At that meeting, the industry chiefs pledged to spearhead a joint effort to assess the combustion risks related to dust and then to figure out the best way to control that dust. They agreed to adopt independent audits to ensure that new safety standards were implemented in their mills.

They were well ahead of the industry's regulators.

Although there were guidelines in place from WorkSafeBC warning of the risk of major sawdust-fuelled explosions, at the time no specific regulations defined just how much dust presented a risk.

Dust-fuelled industrial explosions were well-documented in the United States. Closer to home, a dust explosion in 2010 shut down a Teck coal mine near Elkford for months. But there is scant evidence that either the B.C. forest industry, or its safety regulators, appreciated that risk even as the industry shifted to processing dry, dead wood left behind by the pine-beetle epidemic.

There was complacency because there hadn't been a major incident in a B.C. sawmill.

"Companies really hadn't thought a great deal about that kind of an issue," said Ken Higginbotham, the project manager who was hired to piece it all together on behalf of the CEOs.

It was only after the second mill fire that WorkSafeBC issued a directive to the industry, reminding sawmill operators that "if combustible dust collects in a building or structure or on machinery or equipment, it must be safely removed before accumulation of the dust could cause a fire or explosion."

The mill owners were ordered to conduct their own risk assessments of the hazards created by combustible dusts, and to develop and implement an effective combustible dust control program.

But how much dust posed a risk? Mr. Higginbotham's group set out to find out.

They hired a third party to collect 400 samples of sawdust – both from greenwood and from beetle-killed trees that most Interior mills were processing. Tested for their explosive properties, those samples confirmed that the dead wood was more dangerous. From that, they were able to define just how much dust created a risk, which became a WorkSafeBC regulation just last month.

Mr. Higginbotham's team reviewed the research about combustible dust hazards. They studied the catastrophic explosion in a sugar refinery in the U.S. in 2008, which killed 14 workers. They toured grain-handling facilities in the Port of Vancouver, where the risk has long been managed by eliminating every possible flat surface to prevent dust accumulations.

"While a loss of life and serious injury is a terrible thing, there is a silver line associated with this, in the fact that the CEOs of a dozen companies that probably account for 70 per cent of the production in B.C. have come together to co-operate around safety," Mr. Higginbotham said.

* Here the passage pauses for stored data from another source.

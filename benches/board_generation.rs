use criterion::{black_box, criterion_group, criterion_main, BenchmarkId, Criterion};
use mines_engine::{
    games::board::generate_mine_positions,
    games::fairness::{game_digest, ServerSeed},
    games::multiplier::MultiplierCalculator,
    Amount, EngineConfig, MinesEngine, PlayerId, StartGameRequest,
};

fn bench_board_generation(c: &mut Criterion) {
    let seed = ServerSeed::from_bytes([9u8; 32]);
    let mut group = c.benchmark_group("board_generation");

    for (tiles, mines) in [(25u32, 5u32), (25, 24), (100, 50)] {
        group.bench_with_input(
            BenchmarkId::from_parameter(format!("{}t_{}m", tiles, mines)),
            &(tiles, mines),
            |b, &(tiles, mines)| {
                let mut nonce = 0u64;
                b.iter(|| {
                    nonce += 1;
                    let digest = game_digest(&seed, b"bench", nonce);
                    black_box(generate_mine_positions(&digest, tiles, mines))
                })
            },
        );
    }
    group.finish();
}

fn bench_multiplier(c: &mut Criterion) {
    let calc = MultiplierCalculator::default();
    c.bench_function("multiplier_25t_5m_k10", |b| {
        b.iter(|| black_box(calc.multiplier(black_box(25), black_box(5), black_box(10))))
    });
    c.bench_function("multiplier_100t_50m_perfect", |b| {
        b.iter(|| black_box(calc.multiplier(black_box(100), black_box(50), black_box(50))))
    });
}

fn bench_game_round(c: &mut Criterion) {
    let engine = MinesEngine::new(EngineConfig::testing()).expect("valid config");
    let player = PlayerId::from("bench");

    c.bench_function("start_reveal_settle", |b| {
        b.iter(|| {
            let _ = engine.deposit(&player, Amount::tokens(1));
            let _ = engine.start_game(&player, StartGameRequest::new(25, 24, Amount::tokens(1), "bench"));
            // 24 mines: the first reveal always ends the game
            black_box(engine.reveal_tile(&player, 0))
        })
    });
}

criterion_group!(benches, bench_board_generation, bench_multiplier, bench_game_round);
criterion_main!(benches);
//! Configuration loading for the Mines engine
//!
//! Reads an optional TOML file, applies `MINES_*` environment overrides
//! and validates the result.

use crate::common::types::Amount;
use crate::config::{EngineConfig, EventsConfig, GameConfig, LedgerConfig, LogLevel, MonitoringConfig};
use crate::errors::{ConfigurationError, MinesResult};
use std::env;
use std::path::Path;

/// Configuration loader with environment variable support
#[derive(Debug, Default)]
pub struct ConfigLoader {
    config_path: Option<String>,
}

impl ConfigLoader {
    pub fn new() -> Self {
        Self { config_path: None }
    }

    /// Set the configuration file path
    pub fn with_path<P: AsRef<Path>>(mut self, path: P) -> Self {
        self.config_path = Some(path.as_ref().to_string_lossy().to_string());
        self
    }

    /// Load configuration from file and environment variables
    pub fn load(&self) -> MinesResult<EngineConfig> {
        let mut config = if let Some(ref path) = self.config_path {
            self.load_from_file(path)?
        } else {
            EngineConfig::default()
        };

        self.apply_env_overrides(&mut config)?;
        self.validate(&config)?;

        Ok(config)
    }

    fn load_from_file(&self, path: &str) -> MinesResult<EngineConfig> {
        let content = std::fs::read_to_string(path)
            .map_err(|e| ConfigurationError::LoadFailed(format!("Failed to read {}: {}", path, e)))?;

        toml::from_str(&content)
            .map_err(|e| ConfigurationError::LoadFailed(format!("Failed to parse TOML: {}", e)).into())
    }

    fn apply_env_overrides(&self, config: &mut EngineConfig) -> MinesResult<()> {
        if let Ok(edge) = env::var("MINES_HOUSE_EDGE") {
            config.game.house_edge = edge.parse().map_err(|_| ConfigurationError::InvalidValue {
                field: "MINES_HOUSE_EDGE".to_string(),
                value: edge,
                reason: "Invalid decimal fraction".to_string(),
            })?;
        }

        if let Ok(precision) = env::var("MINES_PAYOUT_PRECISION") {
            config.game.payout_precision = precision.parse().map_err(|_| ConfigurationError::InvalidValue {
                field: "MINES_PAYOUT_PRECISION".to_string(),
                value: precision,
                reason: "Invalid digit count".to_string(),
            })?;
        }

        if let Ok(limit) = env::var("MINES_PER_TX_WITHDRAW_LIMIT") {
            config.ledger.per_transaction_withdraw_limit = parse_token_env("MINES_PER_TX_WITHDRAW_LIMIT", limit)?;
        }

        if let Ok(limit) = env::var("MINES_DAILY_WITHDRAW_LIMIT") {
            config.ledger.daily_withdraw_limit = parse_token_env("MINES_DAILY_WITHDRAW_LIMIT", limit)?;
        }

        if let Ok(level) = env::var("MINES_LOG_LEVEL") {
            config.monitoring.log_level = level.parse().map_err(|reason| ConfigurationError::InvalidValue {
                field: "MINES_LOG_LEVEL".to_string(),
                value: level,
                reason,
            })?;
        }

        Ok(())
    }

    fn validate(&self, config: &EngineConfig) -> MinesResult<()> {
        config
            .validate()
            .map_err(|e| ConfigurationError::ValidationFailed(e.to_string()).into())
    }

    /// Save configuration to file
    pub fn save(&self, config: &EngineConfig, path: &str) -> MinesResult<()> {
        let toml_string = toml::to_string_pretty(config)
            .map_err(|e| ConfigurationError::SaveFailed(format!("Failed to serialize config: {}", e)))?;

        std::fs::write(path, toml_string)
            .map_err(|e| ConfigurationError::SaveFailed(format!("Failed to write to {}: {}", path, e)).into())
    }
}

/// Withdrawal limits are given in whole-token decimal notation (e.g. "10" or "2.5")
fn parse_token_env(field: &str, value: String) -> Result<Amount, ConfigurationError> {
    Amount::parse_tokens(&value).ok_or_else(|| ConfigurationError::InvalidValue {
        field: field.to_string(),
        value,
        reason: "Invalid token amount".to_string(),
    })
}

/// Builder pattern for creating configurations
pub struct ConfigBuilder {
    config: EngineConfig,
}

impl ConfigBuilder {
    pub fn new() -> Self {
        Self {
            config: EngineConfig::default(),
        }
    }

    pub fn game(mut self, game: GameConfig) -> Self {
        self.config.game = game;
        self
    }

    pub fn ledger(mut self, ledger: LedgerConfig) -> Self {
        self.config.ledger = ledger;
        self
    }

    pub fn events(mut self, events: EventsConfig) -> Self {
        self.config.events = events;
        self
    }

    pub fn monitoring(mut self, monitoring: MonitoringConfig) -> Self {
        self.config.monitoring = monitoring;
        self
    }

    pub fn house_edge(mut self, house_edge: f64) -> Self {
        self.config.game.house_edge = house_edge;
        self
    }

    pub fn payout_precision(mut self, digits: u8) -> Self {
        self.config.game.payout_precision = digits;
        self
    }

    pub fn log_level(mut self, level: LogLevel) -> Self {
        self.config.monitoring.log_level = level;
        self
    }

    pub fn build(self) -> EngineConfig {
        self.config
    }
}

impl Default for ConfigBuilder {
    fn default() -> Self {
        Self::new()
    }
}

/// Generate a sample configuration file
pub fn generate_sample_config(path: &str) -> MinesResult<()> {
    let config = EngineConfig::default();
    ConfigLoader::new().save(&config, path)
}

#[cfg(test)]
mod tests {
    use super::*;
    use tempfile::NamedTempFile;

    #[test]
    fn test_config_validation() {
        let loader = ConfigLoader::new();
        let mut config = EngineConfig::default();

        assert!(loader.validate(&config).is_ok());

        config.game.payout_precision = 9;
        assert!(loader.validate(&config).is_err());
    }

    #[test]
    fn test_config_builder() {
        let config = ConfigBuilder::new()
            .house_edge(0.99)
            .payout_precision(2)
            .log_level(LogLevel::Warn)
            .build();

        assert_eq!(config.game.house_edge, 0.99);
        assert_eq!(config.game.payout_precision, 2);
        assert_eq!(config.monitoring.log_level, LogLevel::Warn);
    }

    #[test]
    fn test_save_and_load_config() -> MinesResult<()> {
        let temp_file = NamedTempFile::new().unwrap();
        let path = temp_file.path().to_str().unwrap();

        let original_config = ConfigBuilder::new().house_edge(0.95).build();
        ConfigLoader::new().save(&original_config, path)?;

        let loaded_config = ConfigLoader::new().with_path(path).load()?;

        assert_eq!(loaded_config.game.house_edge, 0.95);
        assert_eq!(
            loaded_config.ledger.daily_withdraw_limit,
            original_config.ledger.daily_withdraw_limit
        );

        Ok(())
    }

    #[test]
    fn test_partial_file_uses_defaults() {
        let temp_file = NamedTempFile::new().unwrap();
        std::fs::write(temp_file.path(), "[events]\nchannel_capacity = 8\n").unwrap();

        let config = ConfigLoader::new().with_path(temp_file.path()).load().unwrap();

        assert_eq!(config.events.channel_capacity, 8);
        assert_eq!(config.game, GameConfig::default());
    }

    #[test]
    fn test_missing_file_fails() {
        let result = ConfigLoader::new().with_path("/nonexistent/mines.toml").load();
        assert!(matches!(
            result,
            Err(crate::errors::MinesError::Configuration(ConfigurationError::LoadFailed(_)))
        ));
    }

    #[test]
    fn test_parse_token_env() {
        assert_eq!(parse_token_env("X", "2.5".to_string()), Ok(Amount::from_base_units(250_000_000)));
        assert!(parse_token_env("X", "ten".to_string()).is_err());
    }
}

The industry has since spent millions of dollars to improve dust control.

Steve Hunt of the United Steelworkers is the top union official representing wood-product mill workers in B.C. He refused to take part in the CEOs' safety initiative, arguing the regulations should be established and upheld by WorkSafeBC, rather than the companies.

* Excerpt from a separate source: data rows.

//! Name-keyed table of logger builders.
//!
//! # Usage contract
//!
//! Register every builder before loading any policy that names it.
//! Registering while policies are being loaded concurrently is not a
//! supported pattern: the table stays memory-safe, but which builder a
//! racing load observes is unspecified.

use std::collections::HashMap;
use std::fmt;
use std::sync::{Arc, OnceLock};

use parking_lot::RwLock;

use super::logger::{DynLoggerBuilder, LoggerBuilder};
use super::stdout::StdoutLoggerBuilder;

/// Maps builder names to logger builders.
///
/// Policies resolve their `audit_loggers` against a registry at load time
/// only; calls never touch it.
///
/// # Example
///
/// ```
/// use rpc_authz::audit::LoggerRegistry;
///
/// let registry = LoggerRegistry::with_defaults();
/// assert!(registry.contains("stdout_logger"));
/// assert!(!LoggerRegistry::new().contains("stdout_logger"));
/// ```
#[derive(Default)]
pub struct LoggerRegistry {
    builders: RwLock<HashMap<String, Arc<dyn DynLoggerBuilder>>>,
}

impl LoggerRegistry {
    /// Creates an empty registry.
    pub fn new() -> Self {
        Self::default()
    }

    /// Creates a registry holding the built-in `stdout_logger` builder.
    ///
    /// `memory_logger` is not included: its events are only reachable
    /// through a trail the caller owns, so register
    /// [`MemoryLoggerBuilder::with_trail`](super::MemoryLoggerBuilder::with_trail)
    /// explicitly.
    pub fn with_defaults() -> Self {
        let registry = Self::new();
        registry.register(StdoutLoggerBuilder);
        registry
    }

    /// Registers `builder` under its own name.
    ///
    /// An existing entry with the same name is replaced (last writer wins)
    /// and `true` is returned. Policies already loaded keep the loggers
    /// they built from the old entry.
    pub fn register<B: LoggerBuilder>(&self, builder: B) -> bool {
        let name = LoggerBuilder::name(&builder).to_string();
        let replaced = self
            .builders
            .write()
            .insert(name.clone(), Arc::new(builder))
            .is_some();

        if replaced {
            tracing::warn!(builder = %name, "audit logger builder re-registered; replacing previous entry");
        } else {
            tracing::debug!(builder = %name, "registered audit logger builder");
        }
        replaced
    }

    /// Returns true if a builder is registered under `name`.
    pub fn contains(&self, name: &str) -> bool {
        self.builders.read().contains_key(name)
    }

    /// Returns the registered builder names, sorted.
    pub fn names(&self) -> Vec<String> {
        let mut names: Vec<_> = self.builders.read().keys().cloned().collect();
        names.sort();
        names
    }

    pub(crate) fn get(&self, name: &str) -> Option<Arc<dyn DynLoggerBuilder>> {
        self.builders.read().get(name).cloned()
    }
}

impl fmt::Debug for LoggerRegistry {
    fn fmt(&self, f: &mut fmt::Formatter<'_>) -> fmt::Result {
        f.debug_struct("LoggerRegistry")
            .field("builders", &self.names())
            .finish()
    }
}

static GLOBAL: OnceLock<LoggerRegistry> = OnceLock::new();

/// Returns the process-wide registry used by [`Policy::from_json`].
///
/// It starts out as [`LoggerRegistry::with_defaults`].
///
/// [`Policy::from_json`]: crate::Policy::from_json
pub fn global_registry() -> &'static LoggerRegistry {
    GLOBAL.get_or_init(LoggerRegistry::with_defaults)
}

/// Registers `builder` in the process-wide registry.
///
/// Returns `true` if a builder with the same name was replaced.
pub fn register_logger_builder<B: LoggerBuilder>(builder: B) -> bool {
    global_registry().register(builder)
}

However, he accepts that the industry-led safety initiatives, combined with WorkSafeBC's increased enforcement in the past two years, have made B.C. mills safer places to work.

"I don't think self-regulation is a good idea, but when the CEOs came out of their corner offices, it sent a message to the [workers on the] floor that safety comes before production, that no two-by-four is worth more than someone's life," Mr. Hunt said. "And that, we welcome."